Seit nunmehr 29 Jahren steht M3 für die freie und ungestüme Kraft von Saugmotoren. Mindestens acht Zylinder müssen es schon sein. Die neue Kraft für den M3 kommt allerdings aus einem Sechszylinder, der gleich zwei Turbos zu Beatmung hat. Und 431 PS. Ob das gut geht?
Die Liste liest sich mit Verlaub etwas hölzern: E30, E36, E46 und als letzter Eintrag E92. Dahinter versteckt sich immer Höchstdrehzahl aus acht Töpfen. Bis 8.300 Umdrehungen die Minute. Plus unaufhaltsamer Vortrieb sowie beste Agilität. Auf der Straße und – noch besser – auf der Rennstrecke. M3 war d a s Rennpferd der M GmbH, das gerne auch mal ausgeräumt, aufgepusht und noch stärker bespoilert bei Rennen zum Einsatz kam. Sehr erfolgreich sogar.
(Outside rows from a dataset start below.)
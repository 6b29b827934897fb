use std::collections::BTreeMap;

use chrono::NaiveDate;
use serde::{Deserialize, Serialize};

use crate::models::{Grade, PriceRecord};

// ---------------------------------------------------------------------------
// Series: ordered price history of one grade
// ---------------------------------------------------------------------------

/// Price history for one grade: strictly ascending dates, one record per date.
#[derive(Debug, Clone, Default, PartialEq, Serialize, Deserialize)]
#[serde(transparent)]
pub struct Series(Vec<PriceRecord>);

impl Series {
    pub fn new() -> Self {
        Self(Vec::new())
    }

    /// Wrap records that are already in canonical order.
    pub(crate) fn from_canonical(records: Vec<PriceRecord>) -> Self {
        Self(records)
    }

    pub fn records(&self) -> &[PriceRecord] {
        &self.0
    }

    pub fn iter(&self) -> std::slice::Iter<'_, PriceRecord> {
        self.0.iter()
    }

    pub fn len(&self) -> usize {
        self.0.len()
    }

    pub fn is_empty(&self) -> bool {
        self.0.is_empty()
    }

    pub fn first(&self) -> Option<&PriceRecord> {
        self.0.first()
    }

    pub fn last(&self) -> Option<&PriceRecord> {
        self.0.last()
    }

    pub fn get(&self, date: NaiveDate) -> Option<&PriceRecord> {
        self.0.iter().find(|r| r.date() == date)
    }

    pub fn contains_date(&self, date: NaiveDate) -> bool {
        self.get(date).is_some()
    }

    /// Append a record and restore ascending date order.
    ///
    /// Callers must check [`contains_date`](Self::contains_date) first; this
    /// does not deduplicate.
    pub(crate) fn push_sorted(&mut self, record: PriceRecord) {
        self.0.push(record);
        self.0.sort_by_key(|r| r.date());
    }

    /// True when every adjacent pair has `date[i] < date[i + 1]`.
    pub fn is_strictly_ascending(&self) -> bool {
        self.0.windows(2).all(|w| w[0].date() < w[1].date())
    }
}

impl<'a> IntoIterator for &'a Series {
    type Item = &'a PriceRecord;
    type IntoIter = std::slice::Iter<'a, PriceRecord>;

    fn into_iter(self) -> Self::IntoIter {
        self.0.iter()
    }
}

// ---------------------------------------------------------------------------
// Store: one series per grade, the unit of persistence
// ---------------------------------------------------------------------------

/// Mapping from every [`Grade`] to its [`Series`].
///
/// Always holds all three grades. Serializes as a JSON object keyed by grade
/// label in canonical order; grades missing from the input deserialize as
/// empty series, unknown labels are rejected.
#[derive(Debug, Clone, PartialEq, Serialize, Deserialize)]
#[serde(from = "BTreeMap<Grade, Series>", into = "BTreeMap<Grade, Series>")]
pub struct Store {
    series: BTreeMap<Grade, Series>,
}

impl Store {
    /// A store with three empty series.
    pub fn new() -> Self {
        Self {
            series: Grade::ALL.into_iter().map(|g| (g, Series::new())).collect(),
        }
    }

    pub fn get(&self, grade: Grade) -> &Series {
        &self.series[&grade]
    }

    pub(crate) fn get_mut(&mut self, grade: Grade) -> &mut Series {
        self.series.entry(grade).or_default()
    }

    /// Replace a grade's whole series.
    pub fn replace(&mut self, grade: Grade, series: Series) {
        self.series.insert(grade, series);
    }

    pub fn iter(&self) -> impl Iterator<Item = (Grade, &Series)> {
        self.series.iter().map(|(g, s)| (*g, s))
    }

    /// Number of records across all grades.
    pub fn total_points(&self) -> usize {
        self.series.values().map(Series::len).sum()
    }

    /// Grades whose series break the ordering invariant.
    pub fn unordered_grades(&self) -> Vec<Grade> {
        self.iter()
            .filter(|(_, s)| !s.is_strictly_ascending())
            .map(|(g, _)| g)
            .collect()
    }

    /// Grades holding a price outside `(0, upper_bound)`.
    pub fn out_of_range_grades(&self, upper_bound: f64) -> Vec<Grade> {
        self.iter()
            .filter(|(_, s)| {
                s.iter()
                    .any(|r| !(r.price().is_finite() && r.price() > 0.0 && r.price() < upper_bound))
            })
            .map(|(g, _)| g)
            .collect()
    }

    /// Describe the first broken series invariant, if any.
    ///
    /// Dates must be strictly ascending and every price must lie inside
    /// `(0, upper_bound)`.
    pub fn invariant_violation(&self, upper_bound: f64) -> Option<String> {
        let labels = |grades: Vec<Grade>| {
            grades.iter().map(|g| g.label()).collect::<Vec<_>>().join(", ")
        };
        let unordered = self.unordered_grades();
        if !unordered.is_empty() {
            return Some(format!("unordered or duplicated dates in: {}", labels(unordered)));
        }
        let out_of_range = self.out_of_range_grades(upper_bound);
        if !out_of_range.is_empty() {
            return Some(format!(
                "prices outside (0, {}) in: {}",
                upper_bound,
                labels(out_of_range)
            ));
        }
        None
    }
}

impl Default for Store {
    fn default() -> Self {
        Self::new()
    }
}

impl From<BTreeMap<Grade, Series>> for Store {
    fn from(mut series: BTreeMap<Grade, Series>) -> Self {
        for grade in Grade::ALL {
            series.entry(grade).or_default();
        }
        Self { series }
    }
}

impl From<Store> for BTreeMap<Grade, Series> {
    fn from(store: Store) -> Self {
        store.series
    }
}
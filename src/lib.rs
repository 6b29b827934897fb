//! Olive-oil price history for Rust.
//!
//! Turns a hand-maintained text log of daily olive-oil quotations into a
//! normalized JSON time series per grade, and merges single-day snapshots
//! from an external feed into that series.
//!
//! # Quick start
//!
//! ```no_run
//! use olive_prices::PriceTracker;
//! use chrono::NaiveDate;
//!
//! let mut tracker = PriceTracker::builder()
//!     .raw_path("historico.txt")
//!     .series_path("precio-aceite-historico.json")
//!     .feed_url("https://example.org/precio-aceite-hoy.json")
//!     .build()
//!     .unwrap();
//!
//! // Rebuild the canonical series from the raw text
//! let store = tracker.convert().unwrap();
//!
//! // Add today's quotation, if not already present
//! let today = NaiveDate::from_ymd_opt(2025, 8, 27).unwrap();
//! let report = tracker.update(today).unwrap();
//! ```

#[cfg(feature = "async")]
pub mod async_client;
pub mod aggregate;
pub mod classify;
pub mod config;
pub mod error;
pub mod feed;
pub mod merge;
pub mod models;
pub mod normalize;
pub mod parser;
pub mod storage;
pub mod update;

#[cfg(feature = "async")]
pub use async_client::AsyncPriceTracker;
pub use config::ParserConfig;
pub use error::{PriceError, Result};
pub use feed::FeedClient;
pub use models::{DailySnapshot, Grade, PriceRecord, Series, Store};
pub use parser::{ParseReport, SeriesParser};
pub use storage::InputKind;
pub use update::{UpdateOutcome, UpdateReport};

use std::fmt;
use std::path::{Path, PathBuf};
use std::time::Duration;

use chrono::NaiveDate;
use log::info;

// ---------------------------------------------------------------------------
// PriceTrackerBuilder
// ---------------------------------------------------------------------------

/// Builder for configuring and constructing a [`PriceTracker`].
///
/// Use [`PriceTracker::builder()`] to obtain a builder, chain configuration
/// methods, and call [`build()`](PriceTrackerBuilder::build).
pub struct PriceTrackerBuilder {
    raw_path: PathBuf,
    series_path: PathBuf,
    feed_url: Option<String>,
    timeout: Duration,
    parser_config: ParserConfig,
}

impl Default for PriceTrackerBuilder {
    fn default() -> Self {
        Self {
            raw_path: PathBuf::from(config::DEFAULT_RAW_FILE),
            series_path: PathBuf::from(config::DEFAULT_SERIES_FILE),
            feed_url: None,
            timeout: config::FEED_TIMEOUT,
            parser_config: ParserConfig::historical(),
        }
    }
}

impl PriceTrackerBuilder {
    /// Path of the raw quotation text. Defaults to `historico.txt`.
    pub fn raw_path<P: AsRef<Path>>(mut self, path: P) -> Self {
        self.raw_path = path.as_ref().to_path_buf();
        self
    }

    /// Path of the canonical series file.
    ///
    /// Defaults to `precio-aceite-historico.json`.
    pub fn series_path<P: AsRef<Path>>(mut self, path: P) -> Self {
        self.series_path = path.as_ref().to_path_buf();
        self
    }

    /// URL of the daily snapshot feed. Required for [`PriceTracker::update`].
    pub fn feed_url<S: Into<String>>(mut self, url: S) -> Self {
        self.feed_url = Some(url.into());
        self
    }

    /// HTTP timeout for the feed. Defaults to 20 seconds.
    pub fn timeout(mut self, timeout: Duration) -> Self {
        self.timeout = timeout;
        self
    }

    /// Parser settings for historical conversion.
    pub fn parser_config(mut self, config: ParserConfig) -> Self {
        self.parser_config = config;
        self
    }

    pub fn build(self) -> Result<PriceTracker> {
        if self.timeout.is_zero() {
            return Err(PriceError::InvalidArgument(
                "feed timeout must be greater than zero".into(),
            ));
        }
        let bound = self.parser_config.upper_bound;
        if bound.is_nan() || bound <= 0.0 {
            return Err(PriceError::InvalidArgument(format!(
                "upper bound must be positive, got {}",
                bound
            )));
        }
        let feed = match self.feed_url {
            Some(url) if url.trim().is_empty() => {
                return Err(PriceError::InvalidArgument("feed URL is empty".into()));
            }
            Some(url) => Some(FeedClient::new(url, self.timeout)),
            None => None,
        };
        Ok(PriceTracker {
            raw_path: self.raw_path,
            series_path: self.series_path,
            parser_config: self.parser_config,
            feed,
        })
    }
}

// ---------------------------------------------------------------------------
// PriceTracker
// ---------------------------------------------------------------------------

/// Entry point tying together conversion, loading and daily updates of the
/// canonical series file.
///
/// Created via [`PriceTracker::builder()`].
pub struct PriceTracker {
    raw_path: PathBuf,
    series_path: PathBuf,
    parser_config: ParserConfig,
    feed: Option<FeedClient>,
}

impl PriceTracker {
    pub fn builder() -> PriceTrackerBuilder {
        PriceTrackerBuilder::default()
    }

    pub fn raw_path(&self) -> &Path {
        &self.raw_path
    }

    pub fn series_path(&self) -> &Path {
        &self.series_path
    }

    // -- Historical conversion ---------------------------------------------

    /// Parse and merge lines into a fresh store, without touching disk.
    pub fn convert_lines<I, S>(&self, lines: I) -> (Store, ParseReport)
    where
        I: IntoIterator<Item = S>,
        S: AsRef<str>,
    {
        parser::parse_to_store(lines, &self.parser_config)
    }

    /// Rebuild the canonical file from the raw text.
    ///
    /// Fails with [`PriceError::MissingInput`] before writing anything when
    /// the raw file does not exist.
    pub fn convert(&self) -> Result<Store> {
        let lines = storage::read_raw_lines(&self.raw_path)?;
        let (store, report) = self.convert_lines(&lines);
        info!(
            "Parsed {} lines from {}: {} records, {} dropped",
            report.lines,
            self.raw_path.display(),
            report.records,
            report.dropped()
        );
        storage::save_store(&self.series_path, &store)?;
        for (grade, series) in store.iter() {
            info!("  - {}: {} points", grade, series.len());
        }
        Ok(store)
    }

    /// Load the canonical file, regenerating it first if it holds raw text.
    ///
    /// Returns the store and whether it had to be regenerated. Nothing is
    /// renamed; the raw content is parsed in place and replaced by its
    /// canonical form.
    pub fn ensure_canonical(&self) -> Result<(Store, bool)> {
        match storage::detect_input(&self.series_path)? {
            InputKind::Canonical(store) => Ok((store, false)),
            InputKind::RawText(lines) => {
                info!(
                    "{} holds raw text, regenerating canonical series",
                    self.series_path.display()
                );
                let (store, _) = self.convert_lines(&lines);
                storage::save_store(&self.series_path, &store)?;
                Ok((store, true))
            }
        }
    }

    /// Load the canonical file as-is.
    pub fn load(&self) -> Result<Store> {
        storage::load_store(&self.series_path)
    }

    // -- Daily update ------------------------------------------------------

    /// Fetch today's snapshot and merge it for `as_of`.
    ///
    /// A fetch failure aborts before the store is read or written. The file
    /// is rewritten only when at least one grade gained a record.
    pub fn update(&mut self, as_of: NaiveDate) -> Result<UpdateReport> {
        let feed = self.feed.as_mut().ok_or_else(|| {
            PriceError::InvalidArgument("no feed URL configured for daily update".into())
        })?;
        let snapshot = feed.fetch()?;
        self.update_with_snapshot(&snapshot, as_of)
    }

    /// Merge an already retrieved snapshot for `as_of`.
    pub fn update_with_snapshot(
        &self,
        snapshot: &DailySnapshot,
        as_of: NaiveDate,
    ) -> Result<UpdateReport> {
        let mut store = self.load()?;
        let report = update::apply_snapshot(&mut store, snapshot, as_of, config::FEED_UPPER_BOUND);
        if report.changed() {
            storage::save_store(&self.series_path, &store)?;
            info!("Updated {} for {}", self.series_path.display(), as_of);
        } else {
            info!("No changes for {}", as_of);
        }
        Ok(report)
    }

    // -- Reporting -----------------------------------------------------------

    /// Point count per grade in the canonical file.
    pub fn summary(&self) -> Result<Vec<(Grade, usize)>> {
        let store = self.load()?;
        Ok(store.iter().map(|(g, s)| (g, s.len())).collect())
    }

    /// Close the feed's HTTP client, if open.
    pub fn close(&mut self) {
        if let Some(feed) = self.feed.as_mut() {
            feed.close();
        }
    }
}

// ---------------------------------------------------------------------------
// Display
// ---------------------------------------------------------------------------

impl fmt::Display for PriceTracker {
    fn fmt(&self, f: &mut fmt::Formatter<'_>) -> fmt::Result {
        write!(
            f,
            "PriceTracker(raw={}, series={}, feed={})",
            self.raw_path.display(),
            self.series_path.display(),
            self.feed.as_ref().map(FeedClient::url).unwrap_or("none")
        )
    }
}
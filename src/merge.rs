//! Series merger: ordering and same-day deduplication.

use crate::models::{PriceRecord, Series, Store};
use crate::parser::RawSeries;

/// Turn raw per-grade records into a canonical store.
pub fn merge(raw: RawSeries) -> Store {
    let mut store = Store::new();
    for (grade, records) in raw.into_parts() {
        store.replace(grade, merge_series(records));
    }
    store
}

/// Stable-sort by date and keep the last-seen record for each date.
pub fn merge_series(mut records: Vec<PriceRecord>) -> Series {
    records.sort_by_key(|r| r.date());

    let mut kept: Vec<PriceRecord> = Vec::with_capacity(records.len());
    for record in records {
        match kept.last_mut() {
            Some(last) if last.date() == record.date() => *last = record,
            _ => kept.push(record),
        }
    }
    Series::from_canonical(kept)
}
Und jetzt? Jetzt lässt Timo Glock, Ex-Formel 1 Pilot und aktueller Haudegen der DTM-Serie, mal das Triebwerk des neuen M3 an. Okay, das klingt schon im rasseligen Leerlauf nach echter Kraftschnitte. Und weil Timo schon im Trockenkurs vor einigen heftigen Stellen des Kurses in Portimao gewarnt hatte, macht er auch bei der Einführungs- und Aufwärmrunde etwas sutsche mit dem Doppelturbo. Also aufpassen, wo und wie man die blinde Kuppe angehen sollte, wo die Bremspunkte sind. Und vor allem, ab wo das Gas wieder zum Einsatz kommt.
Alle Systeme auf Temperatur und Timo lässt es fliegen. Was der aktuelle M3 an Querbeschleunigung aufbietet, ist für Amateure kaum jemals gänzlich auszuloten. Auch wenn, wie bei BMW und M3 üblich, die Truppe wieder bestens gearbeitet hat, um für jeden das richtige Paket anzubieten. Comfort bis Sport Plus heißt die Devise. Selbst bei der Lenkung, die man individuell anpassen kann. Und die Orgel dreht bis 7.600 U/min. Zwei, drei richtig schnelle Runden mit Timo auf dem Kurs „auf dem ich auch schon mal bei Formel-1 Tests ausgerutscht bin“ (Glock) und schon wird deutlich, was die BMW-Buben alles erreicht haben, indem sie ein paar Stellschrauben justierten. Im Sportmodus schlürft der M3 genüsslich den Teer der Rennstrecke auf, er bleibt nach der blinden Kuppe stabil, wo andere Hochleistungsfahrzeuge sicher mit dem Heck wedeln würden. Und ja, das kann der M3 auch, aber dazu muss man noch eine Stufe weiter klicken in den zahlreichen Menus. Sport Plus bietet die Gelegenheit, auch den neuen M3 mit dem Heck sprechen zu lassen. Vorausgesetzt, der Pilot arbeitet nicht hektisch am Volant und am Gas, sondern passt sich an die thermischen wie geografischen Gegebenheiten dieser Strecke an. Es ist wirklich nicht leicht, vor der Kuppe voll auf dem Gas zu bleiben, auch wenn man die Strecke schon ein paar Mal abradiert hat. Das Ergebnis, wenn man es macht, ist frappierend. Da zittert nichts, da gibt es, dank bester Balance, kein Wiehern der 431 Pferde. Höchsten der kernige Stoß Zwischengas erinnert daran, dass es hier legal ist, jenseits von Gut und Böse zu agieren.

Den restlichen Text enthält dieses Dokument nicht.